Undermining Traditional News Judgment


The restructuring of the “old media” is underway at breakneck speed. Dummocrats post a link to an experiment being attempted by the Wisconsin State Journal.
Wisconsin Paper Lets Readers Choose Page One Stories: If you've ever wanted to pick the stories that appear on Page One, the Wisconsin State Journal in Madison is about to give you the power. Under a new initiative launched Monday, the 101,000-circulation daily will let readers vote on its Web site each day for the story they'd most like to see on the front page.

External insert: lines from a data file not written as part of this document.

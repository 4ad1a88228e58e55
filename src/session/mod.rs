//! Device session registry
//!
//! The session holds the devices currently connected to the application,
//! together with their channels, signals and configurables. Scripts and the
//! GUI host address these entities through the reference types in
//! [`crate::types`] and resolve them here on use.
//!
//! Devices may be removed at any time (e.g. unplugged), so every resolution
//! can fail. The GUI host re-resolves references when it processes a
//! request and treats a missing entity as a stale reference.

pub mod types;

pub use types::{Channel, Configurable, Device, DeviceKind, Signal};

use crate::error::{BenchViewError, Result};
use crate::types::{ChannelRef, ConfigurableRef, DeviceId, SignalRef};
use std::collections::BTreeMap;
use std::sync::{Arc, RwLock, RwLockReadGuard, RwLockWriteGuard};

/// Devices currently known to the session
#[derive(Debug, Default)]
pub struct SessionRegistry {
    devices: BTreeMap<DeviceId, Device>,
}

impl SessionRegistry {
    pub fn new() -> Self {
        Self::default()
    }

    /// Add a device, replacing any device with the same id
    pub fn add_device(&mut self, device: Device) -> Option<Device> {
        tracing::info!("Device '{}' added to session", device.id);
        self.devices.insert(device.id.clone(), device)
    }

    /// Remove a device, returning it if it was present
    pub fn remove_device(&mut self, id: &DeviceId) -> Option<Device> {
        let removed = self.devices.remove(id);
        if removed.is_some() {
            tracing::info!("Device '{}' removed from session", id);
        }
        removed
    }

    pub fn device(&self, id: &DeviceId) -> Option<&Device> {
        self.devices.get(id)
    }

    pub fn devices(&self) -> impl Iterator<Item = &Device> {
        self.devices.values()
    }

    pub fn device_ids(&self) -> Vec<DeviceId> {
        self.devices.keys().cloned().collect()
    }

    pub fn len(&self) -> usize {
        self.devices.len()
    }

    pub fn is_empty(&self) -> bool {
        self.devices.is_empty()
    }

    pub fn resolve_channel(&self, channel: &ChannelRef) -> Option<&Channel> {
        self.device(&channel.device)?.channel(&channel.channel)
    }

    pub fn resolve_signal(&self, signal: &SignalRef) -> Option<&Signal> {
        self.device(&signal.device)?
            .channel(&signal.channel)?
            .signal(&signal.signal)
    }

    pub fn resolve_configurable(&self, configurable: &ConfigurableRef) -> Option<&Configurable> {
        self.device(&configurable.device)?
            .configurable(&configurable.configurable)
    }

    /// Look up a device, failing with a descriptive error
    pub fn require_device(&self, id: &DeviceId) -> Result<&Device> {
        self.device(id)
            .ok_or_else(|| BenchViewError::Session(format!("Unknown device '{}'", id)))
    }

    /// Build a channel reference, failing if the channel does not exist
    pub fn channel_ref(&self, device: &DeviceId, channel: &str) -> Result<ChannelRef> {
        let dev = self.require_device(device)?;
        if dev.channel(channel).is_none() {
            return Err(BenchViewError::Session(format!(
                "Device '{}' has no channel '{}'",
                device, channel
            )));
        }
        Ok(ChannelRef::new(device.clone(), channel))
    }

    /// Build a signal reference, failing if the signal does not exist
    pub fn signal_ref(&self, device: &DeviceId, channel: &str, signal: &str) -> Result<SignalRef> {
        let reference = SignalRef::new(device.clone(), channel, signal);
        self.channel_ref(device, channel)?;
        if self.resolve_signal(&reference).is_none() {
            return Err(BenchViewError::Session(format!(
                "Channel '{}' of device '{}' has no signal '{}'",
                channel, device, signal
            )));
        }
        Ok(reference)
    }

    /// Build a configurable reference, failing if it does not exist
    pub fn configurable_ref(&self, device: &DeviceId, configurable: &str) -> Result<ConfigurableRef> {
        let dev = self.require_device(device)?;
        if dev.configurable(configurable).is_none() {
            return Err(BenchViewError::Session(format!(
                "Device '{}' has no configurable '{}'",
                device, configurable
            )));
        }
        Ok(ConfigurableRef::new(device.clone(), configurable))
    }
}

/// Thread-safe handle to the session registry
///
/// Cloning is cheap; all clones see the same devices.
#[derive(Debug, Clone, Default)]
pub struct Session {
    inner: Arc<RwLock<SessionRegistry>>,
}

impl Session {
    pub fn new() -> Self {
        Self::default()
    }

    pub fn from_registry(registry: SessionRegistry) -> Self {
        Self {
            inner: Arc::new(RwLock::new(registry)),
        }
    }

    /// Acquire read access. A poisoned lock is recovered since the registry
    /// has no invariants spanning multiple fields.
    pub fn read(&self) -> RwLockReadGuard<'_, SessionRegistry> {
        self.inner.read().unwrap_or_else(|e| e.into_inner())
    }

    pub fn write(&self) -> RwLockWriteGuard<'_, SessionRegistry> {
        self.inner.write().unwrap_or_else(|e| e.into_inner())
    }

    pub fn add_device(&self, device: Device) {
        self.write().add_device(device);
    }

    pub fn remove_device(&self, id: &DeviceId) -> Option<Device> {
        self.write().remove_device(id)
    }

    pub fn contains_device(&self, id: &DeviceId) -> bool {
        self.read().device(id).is_some()
    }

    /// A session with a few simulated bench instruments
    pub fn demo() -> Self {
        let mut registry = SessionRegistry::new();

        registry.add_device(
            Device::new("psu", "Demo Power Supply", DeviceKind::PowerSupply)
                .with_channel(
                    Channel::new("CH1")
                        .with_signal(Signal::new("V", "Voltage", "V"))
                        .with_signal(Signal::new("I", "Current", "A"))
                        .with_signal(Signal::new("P", "Power", "W")),
                )
                .with_channel(
                    Channel::new("CH2")
                        .with_signal(Signal::new("V", "Voltage", "V"))
                        .with_signal(Signal::new("I", "Current", "A")),
                )
                .with_configurable(
                    Configurable::new("CH1")
                        .with_setting("enabled")
                        .with_setting("voltage_target")
                        .with_setting("current_limit"),
                ),
        );

        registry.add_device(
            Device::new("load", "Demo Electronic Load", DeviceKind::ElectronicLoad)
                .with_channel(
                    Channel::new("CH1")
                        .with_signal(Signal::new("V", "Voltage", "V"))
                        .with_signal(Signal::new("I", "Current", "A")),
                )
                .with_configurable(
                    Configurable::new("CH1")
                        .with_setting("enabled")
                        .with_setting("regulation")
                        .with_setting("current_target"),
                ),
        );

        registry.add_device(
            Device::new("dmm", "Demo Multimeter", DeviceKind::Multimeter)
                .with_channel(Channel::new("P1").with_signal(Signal::new("V", "Voltage", "V")))
                .with_configurable(
                    Configurable::new("P1")
                        .with_setting("measured_quantity")
                        .with_setting("range"),
                ),
        );

        Self::from_registry(registry)
    }
}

Critics may resist what they see as a popularity contest undermining traditional news judgment," Kelley acknowledged. "But we aren't too worried that you'll be scribbling up our first draft of history with Paris Hilton's daily exploits. Our unscientific poll is just another way for you to tell us what you find to be the most important, interesting or vital information of the day."
What caught my eye was Managing Editor Tim Kelley expressing concern about “undermining traditional news judgment”, as if journalistic decision making was ever on par with medical, legal or any of the multiple forms of technical judgment. Let me illustrate the “traditional news judgment” of the Wisconsin State Journal.

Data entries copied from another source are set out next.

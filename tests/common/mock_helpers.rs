//! Mock construction helpers

use benchview::config::UiConfig;
use benchview::error::Result;
use benchview::session::Session;
use benchview::types::{DeviceId, DockArea, ViewHandle};
use benchview::ui::{self, Attachment, DockLayout, UiHost, UiRequestProxy, ViewContent, ViewFactory};
use std::sync::Arc;
use std::time::Duration;

/// One call made by the host into a [`RecordingFactory`]
#[derive(Debug, Clone, PartialEq)]
pub enum FactoryCall {
    CreateView(DeviceId, DockArea),
    Attach(ViewHandle),
    DeviceTab(DeviceId),
}

/// Dock layout that records every call and can simulate a slow GUI
#[derive(Debug, Default)]
pub struct RecordingFactory {
    pub layout: DockLayout,
    pub calls: Vec<FactoryCall>,
    /// Time spent inside `create_view` before answering
    pub create_delay: Duration,
}

impl RecordingFactory {
    pub fn new() -> Self {
        Self::default()
    }

    pub fn with_create_delay(delay: Duration) -> Self {
        Self {
            create_delay: delay,
            ..Default::default()
        }
    }

    pub fn device_tab_calls(&self) -> Vec<DeviceId> {
        self.calls
            .iter()
            .filter_map(|c| match c {
                FactoryCall::DeviceTab(id) => Some(id.clone()),
                _ => None,
            })
            .collect()
    }
}

impl ViewFactory for RecordingFactory {
    fn create_view(
        &mut self,
        device_id: &DeviceId,
        area: DockArea,
        content: &ViewContent,
    ) -> Result<ViewHandle> {
        self.calls
            .push(FactoryCall::CreateView(device_id.clone(), area));
        if !self.create_delay.is_zero() {
            std::thread::sleep(self.create_delay);
        }
        self.layout.create_view(device_id, area, content)
    }

    fn attach(&mut self, view_id: &ViewHandle, attachment: &Attachment) -> Result<()> {
        self.calls.push(FactoryCall::Attach(view_id.clone()));
        self.layout.attach(view_id, attachment)
    }

    fn open_device_tab(&mut self, device_id: &DeviceId) -> Result<()> {
        self.calls.push(FactoryCall::DeviceTab(device_id.clone()));
        self.layout.open_device_tab(device_id)
    }
}

/// Proxy plus a host bound to the calling thread, which becomes the GUI thread
pub fn create_test_host<F: ViewFactory>(
    session: Session,
    factory: F,
    config: &UiConfig,
) -> (Arc<UiRequestProxy>, UiHost<F>) {
    let (proxy, queue) = ui::channel(config);
    let host = UiHost::new(queue, session, factory);
    (Arc::new(proxy), host)
}
//! Test data builders for creating test objects

use benchview::session::{Channel, Configurable, Device, DeviceKind, Session, Signal};

/// Builder for creating test Sessions
#[derive(Default)]
pub struct SessionBuilder {
    devices: Vec<Device>,
}

impl SessionBuilder {
    pub fn new() -> Self {
        Self::default()
    }

    /// Power supply with a V/I pair per channel and one configurable per channel
    pub fn power_supply(mut self, id: &str, channels: &[&str]) -> Self {
        let mut device = Device::new(id, format!("PSU {}", id), DeviceKind::PowerSupply);
        for name in channels {
            device = device
                .with_channel(
                    Channel::new(*name)
                        .with_signal(Signal::new("V", "Voltage", "V"))
                        .with_signal(Signal::new("I", "Current", "A")),
                )
                .with_configurable(Configurable::new(*name).with_setting("enabled"));
        }
        self.devices.push(device);
        self
    }

    /// Multimeter with a single voltage probe `P1`
    pub fn multimeter(mut self, id: &str) -> Self {
        self.devices.push(
            Device::new(id, format!("DMM {}", id), DeviceKind::Multimeter)
                .with_channel(Channel::new("P1").with_signal(Signal::new("V", "Voltage", "V"))),
        );
        self
    }

    pub fn build(self) -> Session {
        let session = Session::new();
        for device in self.devices {
            session.add_device(device);
        }
        session
    }
}

#[cfg(test)]
mod tests {
    use super::*;
    use benchview::types::{DeviceId, SignalRef};

    #[test]
    fn test_session_builder() {
        let session = SessionBuilder::new()
            .power_supply("psu", &["CH1", "CH2"])
            .multimeter("dmm")
            .build();

        assert!(session.contains_device(&DeviceId::new("psu")));
        assert!(session
            .read()
            .resolve_signal(&SignalRef::new("psu", "CH2", "I"))
            .is_some());
        assert_eq!(session.read().len(), 2);
    }
}
//! View construction on the GUI thread.
//!
//! [`ViewFactory`] is the seam between the request host and whatever builds
//! the actual widgets. [`DockLayout`] is the in-memory implementation used
//! by the headless host and the tests: it records docked views per area and
//! assigns handles of the form `view-N`.

use super::request::{Attachment, ViewContent};
use crate::error::{BenchViewError, Result};
use crate::types::{DeviceId, DockArea, SignalRef, ViewHandle, ViewKind};

/// Builds and mutates views. Only ever called on the GUI thread.
#[cfg_attr(test, mockall::automock)]
pub trait ViewFactory {
    /// Create and dock a view, returning its handle
    fn create_view(
        &mut self,
        device_id: &DeviceId,
        area: DockArea,
        content: &ViewContent,
    ) -> Result<ViewHandle>;

    /// Add signals to an existing view
    fn attach(&mut self, view_id: &ViewHandle, attachment: &Attachment) -> Result<()>;

    /// Open (or focus) the tab of a device
    fn open_device_tab(&mut self, device_id: &DeviceId) -> Result<()>;
}

/// A view docked in the layout
#[derive(Debug, Clone, PartialEq)]
pub struct DockedView {
    pub handle: ViewHandle,
    pub device_id: DeviceId,
    pub area: DockArea,
    pub kind: ViewKind,
    pub title: String,
    pub content: ViewContent,
    /// Signals added after creation
    pub attached: Vec<SignalRef>,
}

impl DockedView {
    /// All signals shown by the view
    pub fn signals(&self) -> Vec<SignalRef> {
        let mut signals = self.content.signals();
        signals.extend(self.attached.iter().cloned());
        signals
    }
}

/// In-memory dock layout
#[derive(Debug, Default)]
pub struct DockLayout {
    views: Vec<DockedView>,
    device_tabs: Vec<DeviceId>,
    next_view: u64,
}

impl DockLayout {
    pub fn new() -> Self {
        Self::default()
    }

    pub fn views(&self) -> &[DockedView] {
        &self.views
    }

    pub fn view(&self, handle: &ViewHandle) -> Option<&DockedView> {
        self.views.iter().find(|v| &v.handle == handle)
    }

    pub fn views_in(&self, area: DockArea) -> impl Iterator<Item = &DockedView> {
        self.views.iter().filter(move |v| v.area == area)
    }

    /// Device tabs in the order they were opened
    pub fn device_tabs(&self) -> &[DeviceId] {
        &self.device_tabs
    }

    pub fn close_view(&mut self, handle: &ViewHandle) -> Option<DockedView> {
        let index = self.views.iter().position(|v| &v.handle == handle)?;
        Some(self.views.remove(index))
    }

    fn title_for(device_id: &DeviceId, content: &ViewContent) -> String {
        let subject = match content {
            ViewContent::Data { signal }
            | ViewContent::SignalPlot { signal }
            | ViewContent::SignalValuePanel { signal } => signal.signal.clone(),
            ViewContent::Control { configurable } => configurable.configurable.clone(),
            ViewContent::ChannelPlot { channel } | ViewContent::ChannelValuePanel { channel } => {
                channel.channel.clone()
            }
            ViewContent::XyPlot { x, y } => format!("{} / {}", y.signal, x.signal),
            ViewContent::PowerPanel { voltage, .. } => voltage.channel.clone(),
        };
        let kind = content.kind().name();
        let mut chars = kind.chars();
        let kind: String = match chars.next() {
            Some(first) => first.to_uppercase().chain(chars).collect(),
            None => String::new(),
        };
        format!("{} {} [{}]", kind, subject, device_id)
    }
}

impl ViewFactory for DockLayout {
    fn create_view(
        &mut self,
        device_id: &DeviceId,
        area: DockArea,
        content: &ViewContent,
    ) -> Result<ViewHandle> {
        self.next_view += 1;
        let handle = ViewHandle::new(format!("view-{}", self.next_view));

        self.views.push(DockedView {
            handle: handle.clone(),
            device_id: device_id.clone(),
            area,
            kind: content.kind(),
            title: Self::title_for(device_id, content),
            content: content.clone(),
            attached: Vec::new(),
        });
        Ok(handle)
    }

    fn attach(&mut self, view_id: &ViewHandle, attachment: &Attachment) -> Result<()> {
        let view = self
            .views
            .iter_mut()
            .find(|v| &v.handle == view_id)
            .ok_or_else(|| BenchViewError::View(format!("Unknown view '{}'", view_id)))?;

        let expected = attachment.target_kind();
        if view.kind != expected {
            return Err(BenchViewError::View(format!(
                "View '{}' is a {} view, expected a {} view",
                view_id, view.kind, expected
            )));
        }

        view.attached.extend(attachment.signals());
        Ok(())
    }

    fn open_device_tab(&mut self, device_id: &DeviceId) -> Result<()> {
        if !self.device_tabs.contains(device_id) {
            self.device_tabs.push(device_id.clone());
        }
        Ok(())
    }
}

Wisconsin called emerging biotech hot spot: Wisconsin is one of five emerging biotech hot spots to be detailed today by e-mail newsletter FierceBiotech, according to a Forbes.com story Tuesday. … Carroll said those areas provide financial support, such as tax grants and equity funding, and organizations to help biotechnology companies grow. But he conceded his choices are not based on scientific methodology. "This is not unlike judging dance contests based on audience applause. There is no particular algorithm," he told Forbes.com. "This is about chemistry as determined by FierceBiotech."
Tim Kelley or some other editor approves publishing a e-mail newsletter piece about the Madison business climate that proclaims its own conclusions are “not unlike judging dance contests based on audience applause”. Journalism has always been about cherry picking the words and images to present to the public, and the reality is the blogosphere is destroying the old media monopoly on content selection. In an adapt or die world of commerce, it looks like the old media is deciding to embrace the blogs as just another legitimate source of words.

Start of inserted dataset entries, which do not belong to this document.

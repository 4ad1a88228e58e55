//! User scripts
//!
//! Scripts are written in Rhai and run on a worker thread owned by
//! [`ScriptRunner`]. They query the session, build references to channels,
//! signals and configurables, and lay out views through the
//! [`UiRequestProxy`](crate::ui::UiRequestProxy). See [`engine`] for the
//! full list of script functions.
//!
//! ## Example Script
//!
//! ```rhai
//! ui_add_device_tab("psu");
//!
//! let v = signal("psu", "CH1", "V");
//! let i = signal("psu", "CH1", "I");
//! let plot = ui_add_plot_view("psu", "right", v);
//! if plot != "" {
//!     ui_add_signal_to_plot_view("psu", plot, i);
//! }
//! print("plot: " + plot);
//! ```

pub mod engine;
pub mod redirect;
pub mod runner;

pub use engine::{ScriptApi, STOPPED_MESSAGE};
pub use redirect::{OutputSink, RedirectSlot, ScriptMessage, StreamKind, StreamRedirect};
pub use runner::ScriptRunner;
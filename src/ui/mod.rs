//! Cross-thread UI requests
//!
//! Views may only be created and mutated on the GUI thread, while user
//! scripts run on a worker thread. This module bridges the two:
//!
//! - [`UiRequestProxy`] - called from the script thread. Blocking requests
//!   suspend the caller until the GUI thread answers with a
//!   [`ViewHandle`](crate::types::ViewHandle) or the timeout elapses;
//!   fire-and-forget requests return once queued.
//! - [`UiEventQueue`] - FIFO queue of [`ViewRequest`]s, drained by the host.
//! - [`UiHost`] - runs on the GUI thread, resolves references against the
//!   session, calls the [`ViewFactory`] and emits the view-added
//!   notification.
//! - [`ViewAddedSignal`] / [`Connection`] - notification with scoped
//!   listeners.
//!
//! # Example
//!
//! ```ignore
//! use benchview::config::UiConfig;
//! use benchview::session::Session;
//! use benchview::types::{DeviceId, DockArea, SignalRef};
//! use benchview::ui::{self, DockLayout, UiHost, ViewContent};
//!
//! let (proxy, queue) = ui::channel(&UiConfig::default());
//! let mut host = UiHost::new(queue, Session::demo(), DockLayout::new());
//!
//! std::thread::spawn(move || {
//!     let handle = proxy.request_view(
//!         &DeviceId::new("psu"),
//!         DockArea::Right,
//!         ViewContent::SignalPlot { signal: SignalRef::new("psu", "CH1", "V") },
//!     );
//! });
//!
//! loop {
//!     host.process_for(std::time::Duration::from_millis(16));
//! }
//! ```

pub mod bridge;
pub mod host;
pub mod proxy;
pub mod request;
pub mod signal;
pub mod views;

pub use bridge::{channel, UiEventQueue};
pub use host::{HostStats, UiHost};
pub use proxy::UiRequestProxy;
pub use request::{Attachment, UiAction, ViewContent, ViewRequest, ViewRequestKind};
pub use signal::{Connection, ViewAddedListener, ViewAddedSignal};
pub use views::{DockLayout, DockedView, ViewFactory};
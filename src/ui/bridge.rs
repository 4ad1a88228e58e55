//! Thread boundary between script threads and the GUI thread.
//!
//! [`channel`] creates the two halves:
//!
//! - [`UiRequestProxy`] - worker side, shared by script threads
//! - [`UiEventQueue`] - GUI side, owned by the [`UiHost`](super::UiHost)
//!
//! Requests travel over an unbounded FIFO queue so posting never blocks,
//! however busy the GUI thread is. Completion notifications travel back
//! through the shared [`ViewAddedSignal`].

use super::proxy::UiRequestProxy;
use super::request::ViewRequest;
use super::signal::ViewAddedSignal;
use crate::config::UiConfig;
use crossbeam_channel::{unbounded, Receiver, RecvTimeoutError};
use std::sync::{Arc, OnceLock};
use std::thread::ThreadId;
use std::time::Duration;

/// Identity of the GUI thread, set once when the host is created
pub(crate) type GuiThread = Arc<OnceLock<ThreadId>>;

/// Create a connected proxy/queue pair.
pub fn channel(config: &UiConfig) -> (UiRequestProxy, UiEventQueue) {
    let (tx, rx) = unbounded();
    let view_added = ViewAddedSignal::new();
    let gui_thread: GuiThread = Arc::new(OnceLock::new());

    let proxy = UiRequestProxy::new(
        tx,
        view_added.clone(),
        gui_thread.clone(),
        config.request_timeout(),
    );
    let queue = UiEventQueue {
        rx,
        view_added,
        gui_thread,
    };
    (proxy, queue)
}

/// GUI-side end of the request queue.
///
/// Dropping the queue closes the view-added signal, which wakes any caller
/// still blocked in a request with [`BenchViewError::HostClosed`](crate::BenchViewError::HostClosed).
pub struct UiEventQueue {
    rx: Receiver<ViewRequest>,
    view_added: Arc<ViewAddedSignal>,
    gui_thread: GuiThread,
}

impl UiEventQueue {
    /// Drain all pending requests in arrival order.
    pub fn drain(&self) -> Vec<ViewRequest> {
        let mut requests = Vec::new();
        while let Ok(request) = self.rx.try_recv() {
            requests.push(request);
        }
        requests
    }

    /// Try to receive a single request without blocking.
    pub fn try_recv(&self) -> Option<ViewRequest> {
        self.rx.try_recv().ok()
    }

    /// Wait up to `timeout` for the next request.
    pub fn recv_timeout(&self, timeout: Duration) -> Option<ViewRequest> {
        match self.rx.recv_timeout(timeout) {
            Ok(request) => Some(request),
            Err(RecvTimeoutError::Timeout) | Err(RecvTimeoutError::Disconnected) => None,
        }
    }

    /// Number of requests waiting to be processed
    pub fn len(&self) -> usize {
        self.rx.len()
    }

    pub fn is_empty(&self) -> bool {
        self.rx.is_empty()
    }

    pub fn view_added(&self) -> &Arc<ViewAddedSignal> {
        &self.view_added
    }

    /// Record the calling thread as the GUI thread.
    ///
    /// Returns `false` if a different thread was already bound.
    pub(crate) fn bind_current_thread(&self) -> bool {
        let current = std::thread::current().id();
        *self.gui_thread.get_or_init(|| current) == current
    }
}

impl Drop for UiEventQueue {
    fn drop(&mut self) {
        self.view_added.close();
    }
}

impl std::fmt::Debug for UiEventQueue {
    fn fmt(&self, f: &mut std::fmt::Formatter<'_>) -> std::fmt::Result {
        f.debug_struct("UiEventQueue")
            .field("pending", &self.rx.len())
            .field("gui_thread", &self.gui_thread.get())
            .finish()
    }
}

State Journal gives readers a voice in front page stories: Former Madison Mayor Paul Soglin gave the paper credit for trying to interact with readers but doubted whether this was the right way to do it. "Involvement is one thing; abdicating front page placement is another," he wrote on his blog.

Doyle's luck takes a turn: As the pseudonymous blogger Dennis York put it, "The $10,000 contribution from Craig Adelman has now guaranteed a half a million dollars' worth of ads run against Doyle. Hope it was worth it.
It makes you wonder if the newsprint factories can be quickly converted to toilet paper production.